# What the task requires
Restate all of the entries exactly, each line as it stands.
---------- Material for this exercise ----------
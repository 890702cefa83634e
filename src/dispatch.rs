//! Per-page initializer dispatch.
//!
//! A rendered page declares its contexts as classes on the body element,
//! `<body class="page-home extra-widget">`. On page ready the dispatcher runs
//! the `common` initializer, then the initializer registered under the camel
//! case form of every class (`pageHome`, `extraWidget`). Classes without an
//! initializer are skipped. A body carrying the `common` class itself runs
//! `common` a second time.

use std::collections::HashMap;

/// Name of the initializer run on every page.
pub const COMMON: &str = "common";

/// Something run once when a page is ready.
pub trait Initializer: Send + Sync {
    fn init(&self);
}

impl<F> Initializer for F
where
    F: Fn() + Send + Sync,
{
    fn init(&self) {
        self()
    }
}

/// Registry from context name to initializer.
pub struct Dispatcher {
    contexts: HashMap<String, Box<dyn Initializer>>,
}

impl Dispatcher {
    pub fn new(common: impl Initializer + 'static) -> Self {
        let mut contexts: HashMap<String, Box<dyn Initializer>> = HashMap::new();
        contexts.insert(COMMON.to_string(), Box::new(common));
        Self { contexts }
    }

    /// Register the initializer for a context. The name is camel cased, so
    /// both `page-home` and `pageHome` register the same context.
    pub fn register(mut self, name: &str, init: impl Initializer + 'static) -> Self {
        self.contexts.insert(camel_case(name), Box::new(init));
        self
    }

    /// Run `common`, then the initializer of each class in order. Returns the
    /// names that ran. `None` means the body has no class attribute.
    pub fn ready(&self, body_class: Option<&str>) -> Vec<String> {
        let mut ran = Vec::new();

        if let Some(common) = self.contexts.get(COMMON) {
            common.init();
            ran.push(COMMON.to_string());
        }

        for class in body_class.unwrap_or_default().split_whitespace() {
            let name = camel_case(class);
            if let Some(init) = self.contexts.get(&name) {
                init.init();
                ran.push(name);
            }
        }

        ran
    }
}

impl std::fmt::Debug for Dispatcher {
    fn fmt(&self, f: &mut std::fmt::Formatter<'_>) -> std::fmt::Result {
        let mut names: Vec<_> = self.contexts.keys().collect();
        names.sort();
        f.debug_struct("Dispatcher").field("contexts", &names).finish()
    }
}

/// `page-home` -> `pageHome`. A dash followed by a lowercase letter becomes
/// that letter in upper case; everything else is kept.
pub fn camel_case(class: &str) -> String {
    let mut out = String::with_capacity(class.len());
    let mut chars = class.chars().peekable();

    while let Some(c) = chars.next() {
        match (c, chars.peek()) {
            ('-', Some(next)) if next.is_ascii_lowercase() => {
                out.push(next.to_ascii_uppercase());
                chars.next();
            }
            _ => out.push(c),
        }
    }

    out
}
----------
# Result for this task
repository 890702cefa83634e
filename src/dispatch.rs
//! Per-page initializer dispatch.
//!
//! A rendered page declares its contexts as classes on the body element,
//! `<body class="page-home extra-widget">`. On page ready the dispatcher runs
//! the `common` initializer, then the initializer registered under the camel
//! case form of every class (`pageHome`, `extraWidget`). Classes without an
//! initializer are skipped. A body carrying the `common` class itself runs
//! `common` a second time.

use std::collections::HashMap;

/// Name of the initializer run on every page.
pub const COMMON: &str = "common";

/// Something run once when a page is ready.
pub trait Initializer: Send + Sync {
    fn init(&self);
}

impl<F> Initializer for F
where
    F: Fn() + Send + Sync,
{
    fn init(&self) {
        self()
    }
}

/// Registry from context name to initializer.
pub struct Dispatcher {
    contexts: HashMap<String, Box<dyn Initializer>>,
}

impl Dispatcher {
    pub fn new(common: impl Initializer + 'static) -> Self {
        let mut contexts: HashMap<String, Box<dyn Initializer>> = HashMap::new();
        contexts.insert(COMMON.to_string(), Box::new(common));
        Self { contexts }
    }

    /// Register the initializer for a context. The name is camel cased, so
    /// both `page-home` and `pageHome` register the same context.
    pub fn register(mut self, name: &str, init: impl Initializer + 'static) -> Self {
        self.contexts.insert(camel_case(name), Box::new(init));
        self
    }

    /// Run `common`, then the initializer of each class in order. Returns the
    /// names that ran. `None` means the body has no class attribute.
    pub fn ready(&self, body_class: Option<&str>) -> Vec<String> {
        let mut ran = Vec::new();

        if let Some(common) = self.contexts.get(COMMON) {
            common.init();
            ran.push(COMMON.to_string());
        }

        for class in body_class.unwrap_or_default().split_whitespace() {
            let name = camel_case(class);
            if let Some(init) = self.contexts.get(&name) {
                init.init();
                ran.push(name);
            }
        }

        ran
    }
}

impl std::fmt::Debug for Dispatcher {
    fn fmt(&self, f: &mut std::fmt::Formatter<'_>) -> std::fmt::Result {
        let mut names: Vec<_> = self.contexts.keys().collect();
        names.sort();
        f.debug_struct("Dispatcher").field("contexts", &names).finish()
    }
}

/// `page-home` -> `pageHome`. A dash followed by a lowercase letter becomes
/// that letter in upper case; everything else is kept.
pub fn camel_case(class: &str) -> String {
    let mut out = String::with_capacity(class.len());
    let mut chars = class.chars().peekable();

    while let Some(c) = chars.next() {
        match (c, chars.peek()) {
            ('-', Some(next)) if next.is_ascii_lowercase() => {
                out.push(next.to_ascii_uppercase());
                chars.next();
            }
            _ => out.push(c),
        }
    }

    out
}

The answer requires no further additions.